Records provided Block Start

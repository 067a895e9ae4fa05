//! Bounded concurrent task processors.
//!
//! Each processor owns a bounded channel fed by the shard pollers and a
//! semaphore capping in-flight work. Tasks whose shard is no longer owned are
//! dropped (another owner may already have re-read them); internal errors put
//! the task back onto the channel for an in-memory retry.

use std::collections::{HashMap, HashSet};
use std::sync::{Arc, RwLock};
use std::time::Duration;

use anyhow::{anyhow, Result};
use tokio::sync::{mpsc, watch, Semaphore};
use tokio::task::JoinHandle;
use tracing::{debug, error, info, warn};

use crate::api_types::NotifyImmediateTasksRequest;
use crate::config::TaskQueueConfig;
use crate::engine::state_worker::{process_state_task, StateWorkerDeps};
use crate::persistence::data_models::{
    ImmediateTask, ImmediateTaskInfo, ImmediateTaskType, TimerTask, TimerTaskType,
};
use crate::persistence::ProcessLocalQueueMessageRequest;

const REENQUEUE_RETRY_DELAY: Duration = Duration::from_secs(1);

/// Shards currently owned by this server. Written only while queues are
/// brought up or torn down.
#[derive(Clone, Default)]
pub(crate) struct ShardSet {
    inner: Arc<RwLock<HashSet<i32>>>,
}

impl ShardSet {
    fn add(&self, shard_id: i32) {
        self.inner.write().expect("shard set poisoned").insert(shard_id);
    }

    fn remove(&self, shard_id: i32) {
        self.inner
            .write()
            .expect("shard set poisoned")
            .remove(&shard_id);
    }

    fn contains(&self, shard_id: i32) -> bool {
        self.inner
            .read()
            .expect("shard set poisoned")
            .contains(&shard_id)
    }
}

struct CommitChannels<T> {
    inner: Arc<RwLock<HashMap<i32, mpsc::Sender<T>>>>,
}

impl<T> Default for CommitChannels<T> {
    fn default() -> Self {
        Self {
            inner: Arc::default(),
        }
    }
}

impl<T> Clone for CommitChannels<T> {
    fn clone(&self) -> Self {
        Self {
            inner: self.inner.clone(),
        }
    }
}

impl<T> CommitChannels<T> {
    fn insert(&self, shard_id: i32, sender: mpsc::Sender<T>) {
        self.inner
            .write()
            .expect("commit channels poisoned")
            .insert(shard_id, sender);
    }

    fn remove(&self, shard_id: i32) {
        self.inner
            .write()
            .expect("commit channels poisoned")
            .remove(&shard_id);
    }

    fn get(&self, shard_id: i32) -> Option<mpsc::Sender<T>> {
        self.inner
            .read()
            .expect("commit channels poisoned")
            .get(&shard_id)
            .cloned()
    }
}

/// Re-enqueue a task for in-memory retry without risking a full-channel
/// deadlock from inside a worker.
fn requeue<T: Send + 'static>(task_tx: &mpsc::Sender<T>, task: T) {
    match task_tx.try_send(task) {
        Ok(()) => {}
        Err(mpsc::error::TrySendError::Full(task)) => {
            let task_tx = task_tx.clone();
            tokio::spawn(async move {
                tokio::time::sleep(REENQUEUE_RETRY_DELAY).await;
                let _ = task_tx.send(task).await;
            });
        }
        Err(mpsc::error::TrySendError::Closed(_)) => {}
    }
}

/// Processor pool for immediate tasks.
pub struct ImmediateTaskProcessor {
    task_tx: mpsc::Sender<ImmediateTask>,
    shards: ShardSet,
    commit_txs: CommitChannels<ImmediateTask>,
    shutdown_tx: watch::Sender<bool>,
    handle: JoinHandle<()>,
}

impl ImmediateTaskProcessor {
    pub fn start(config: TaskQueueConfig, deps: StateWorkerDeps) -> Self {
        let (task_tx, task_rx) = mpsc::channel(config.processor_buffer_size);
        let (shutdown_tx, shutdown_rx) = watch::channel(false);
        let shards = ShardSet::default();
        let commit_txs = CommitChannels::default();

        let dispatcher = Dispatcher {
            task_rx,
            task_tx: task_tx.clone(),
            shards: shards.clone(),
            commit_txs: commit_txs.clone(),
            semaphore: Arc::new(Semaphore::new(config.processor_concurrency)),
            shutdown_rx,
            deps,
        };
        let handle = tokio::spawn(dispatcher.run_immediate());

        Self {
            task_tx,
            shards,
            commit_txs,
            shutdown_tx,
            handle,
        }
    }

    pub fn task_sender(&self) -> mpsc::Sender<ImmediateTask> {
        self.task_tx.clone()
    }

    pub fn register_shard(&self, shard_id: i32, commit_tx: mpsc::Sender<ImmediateTask>) {
        self.shards.add(shard_id);
        self.commit_txs.insert(shard_id, commit_tx);
    }

    pub fn unregister_shard(&self, shard_id: i32) {
        self.shards.remove(shard_id);
        self.commit_txs.remove(shard_id);
    }

    pub async fn stop(self) {
        let _ = self.shutdown_tx.send(true);
        if let Err(err) = self.handle.await {
            error!(?err, "immediate task processor panicked");
        }
    }
}

/// Processor pool for timer tasks. Backoff timers replay the worker-call
/// path; command and timeout timers apply store operations directly.
pub struct TimerTaskProcessor {
    task_tx: mpsc::Sender<TimerTask>,
    shards: ShardSet,
    commit_txs: CommitChannels<TimerTask>,
    shutdown_tx: watch::Sender<bool>,
    handle: JoinHandle<()>,
}

impl TimerTaskProcessor {
    pub fn start(config: TaskQueueConfig, deps: StateWorkerDeps) -> Self {
        let (task_tx, task_rx) = mpsc::channel(config.processor_buffer_size);
        let (shutdown_tx, shutdown_rx) = watch::channel(false);
        let shards = ShardSet::default();
        let commit_txs = CommitChannels::default();

        let dispatcher = Dispatcher {
            task_rx,
            task_tx: task_tx.clone(),
            shards: shards.clone(),
            commit_txs: commit_txs.clone(),
            semaphore: Arc::new(Semaphore::new(config.processor_concurrency)),
            shutdown_rx,
            deps,
        };
        let handle = tokio::spawn(dispatcher.run_timer());

        Self {
            task_tx,
            shards,
            commit_txs,
            shutdown_tx,
            handle,
        }
    }

    pub fn task_sender(&self) -> mpsc::Sender<TimerTask> {
        self.task_tx.clone()
    }

    pub fn register_shard(&self, shard_id: i32, commit_tx: mpsc::Sender<TimerTask>) {
        self.shards.add(shard_id);
        self.commit_txs.insert(shard_id, commit_tx);
    }

    pub fn unregister_shard(&self, shard_id: i32) {
        self.shards.remove(shard_id);
        self.commit_txs.remove(shard_id);
    }

    pub async fn stop(self) {
        let _ = self.shutdown_tx.send(true);
        if let Err(err) = self.handle.await {
            error!(?err, "timer task processor panicked");
        }
    }
}

struct Dispatcher<T> {
    task_rx: mpsc::Receiver<T>,
    task_tx: mpsc::Sender<T>,
    shards: ShardSet,
    commit_txs: CommitChannels<T>,
    semaphore: Arc<Semaphore>,
    shutdown_rx: watch::Receiver<bool>,
    deps: StateWorkerDeps,
}

impl Dispatcher<ImmediateTask> {
    async fn run_immediate(mut self) {
        loop {
            tokio::select! {
                _ = self.shutdown_rx.changed() => break,
                maybe_task = self.task_rx.recv() => {
                    let Some(task) = maybe_task else { break };
                    if !self.shards.contains(task.shard_id) {
                        info!(shard_id = task.shard_id, ?task.task_sequence, "skip stale task after shard movement");
                        continue;
                    }
                    let permit = match self.semaphore.clone().acquire_owned().await {
                        Ok(permit) => permit,
                        Err(_) => break,
                    };
                    let deps = self.deps.clone();
                    let shards = self.shards.clone();
                    let commit_txs = self.commit_txs.clone();
                    let task_tx = self.task_tx.clone();
                    tokio::spawn(async move {
                        let result = process_immediate_task(&deps, task.clone()).await;
                        finish_task(result, task, |t| t.shard_id, &shards, &commit_txs, &task_tx);
                        drop(permit);
                    });
                }
            }
        }
        debug!("immediate task dispatcher stopped");
    }
}

impl Dispatcher<TimerTask> {
    async fn run_timer(mut self) {
        loop {
            tokio::select! {
                _ = self.shutdown_rx.changed() => break,
                maybe_task = self.task_rx.recv() => {
                    let Some(task) = maybe_task else { break };
                    if !self.shards.contains(task.shard_id) {
                        info!(shard_id = task.shard_id, ?task.task_sequence, "skip stale task after shard movement");
                        continue;
                    }
                    let permit = match self.semaphore.clone().acquire_owned().await {
                        Ok(permit) => permit,
                        Err(_) => break,
                    };
                    let deps = self.deps.clone();
                    let shards = self.shards.clone();
                    let commit_txs = self.commit_txs.clone();
                    let task_tx = self.task_tx.clone();
                    tokio::spawn(async move {
                        let result = process_timer_task(&deps, task.clone()).await;
                        finish_task(result, task, |t| t.shard_id, &shards, &commit_txs, &task_tx);
                        drop(permit);
                    });
                }
            }
        }
        debug!("timer task dispatcher stopped");
    }
}

/// Commit the task on success, re-enqueue on internal error, drop either way
/// when the shard moved while the task was in flight.
fn finish_task<T: Send + 'static>(
    result: Result<()>,
    task: T,
    shard_of: impl Fn(&T) -> i32,
    shards: &ShardSet,
    commit_txs: &CommitChannels<T>,
    task_tx: &mpsc::Sender<T>,
) {
    let shard_id = shard_of(&task);
    if !shards.contains(shard_id) {
        info!(shard_id, "dropping in-flight task after shard movement");
        return;
    }
    match result {
        Ok(()) => {
            // never block a worker on the commit channel: the poller that
            // drains it may itself be blocked feeding the task channel
            if let Some(commit_tx) = commit_txs.get(shard_id) {
                if let Err(mpsc::error::TrySendError::Full(task)) = commit_tx.try_send(task) {
                    tokio::spawn(async move {
                        let _ = commit_tx.send(task).await;
                    });
                }
            }
        }
        Err(err) => {
            info!(?err, "task failed on internal error, re-enqueueing for immediate retry");
            requeue(task_tx, task);
        }
    }
}

async fn process_immediate_task(deps: &StateWorkerDeps, task: ImmediateTask) -> Result<()> {
    debug!(?task.task_type, ?task.task_sequence, "start executing immediate task");

    if task.task_type == ImmediateTaskType::NewLocalQueueMessage {
        return process_local_queue_message_task(deps, task).await;
    }
    process_state_task(deps, task).await
}

async fn process_local_queue_message_task(deps: &StateWorkerDeps, task: ImmediateTask) -> Result<()> {
    let message = task
        .info
        .local_queue_message_info
        .clone()
        .ok_or_else(|| anyhow!("local queue message task without message info"))?;
    // a lost version race here must retry: dropping the task would lose the
    // message, which is only durable inside this transaction's queue map
    let response = deps
        .store
        .process_local_queue_message(ProcessLocalQueueMessageRequest {
            process_execution_id: task.process_execution_id,
            messages: vec![message],
            task_shard_id: task.shard_id,
        })
        .await?;
    if response.has_new_immediate_task {
        deps.notifier
            .notify_new_immediate_tasks(NotifyImmediateTasksRequest {
                shard_id: task.shard_id,
                process_execution_id: Some(task.process_execution_id.to_string()),
                ..Default::default()
            });
    }
    Ok(())
}

async fn process_timer_task(deps: &StateWorkerDeps, task: TimerTask) -> Result<()> {
    debug!(?task.task_type, ?task.task_sequence, "start executing timer task");

    match task.task_type {
        TimerTaskType::WorkerTaskBackoff => {
            let immediate = immediate_task_from_backoff(&task)?;
            process_state_task(deps, immediate).await
        }
        TimerTaskType::TimerCommand | TimerTaskType::ProcessTimeout => {
            // timer-command races must retry, not abandon: the fired command
            // is only durable once this transaction commits
            let response = deps.store.process_timer_task(task.clone()).await?;
            if response.has_new_immediate_task {
                deps.notifier
                    .notify_new_immediate_tasks(NotifyImmediateTasksRequest {
                        shard_id: task.shard_id,
                        process_execution_id: Some(task.process_execution_id.to_string()),
                        ..Default::default()
                    });
            }
            Ok(())
        }
    }
}

/// Rebuild the worker-phase task a fired backoff timer resumes.
fn immediate_task_from_backoff(task: &TimerTask) -> Result<ImmediateTask> {
    let task_type = task
        .info
        .worker_task_type
        .ok_or_else(|| anyhow!("backoff timer task without a worker task type"))?;
    if task.info.worker_task_backoff_info.is_none() {
        warn!(?task.task_sequence, "backoff timer task without attempt counters");
    }
    Ok(ImmediateTask {
        shard_id: task.shard_id,
        task_sequence: None,
        task_type,
        process_execution_id: task.process_execution_id,
        state_id: task.state_id.clone(),
        state_id_sequence: task.state_id_sequence,
        info: ImmediateTaskInfo {
            worker_task_backoff_info: task.info.worker_task_backoff_info,
            local_queue_message_info: None,
        },
    })
}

Records provided Block End

(What this task involves): The word "match" is the filter: copy every line of the listing above that contains it.

(Written solution):
    match task_tx.try_send(task) {
                    let permit = match self.semaphore.clone().acquire_owned().await {
                    let permit = match self.semaphore.clone().acquire_owned().await {
    match result {
    match task.task_type {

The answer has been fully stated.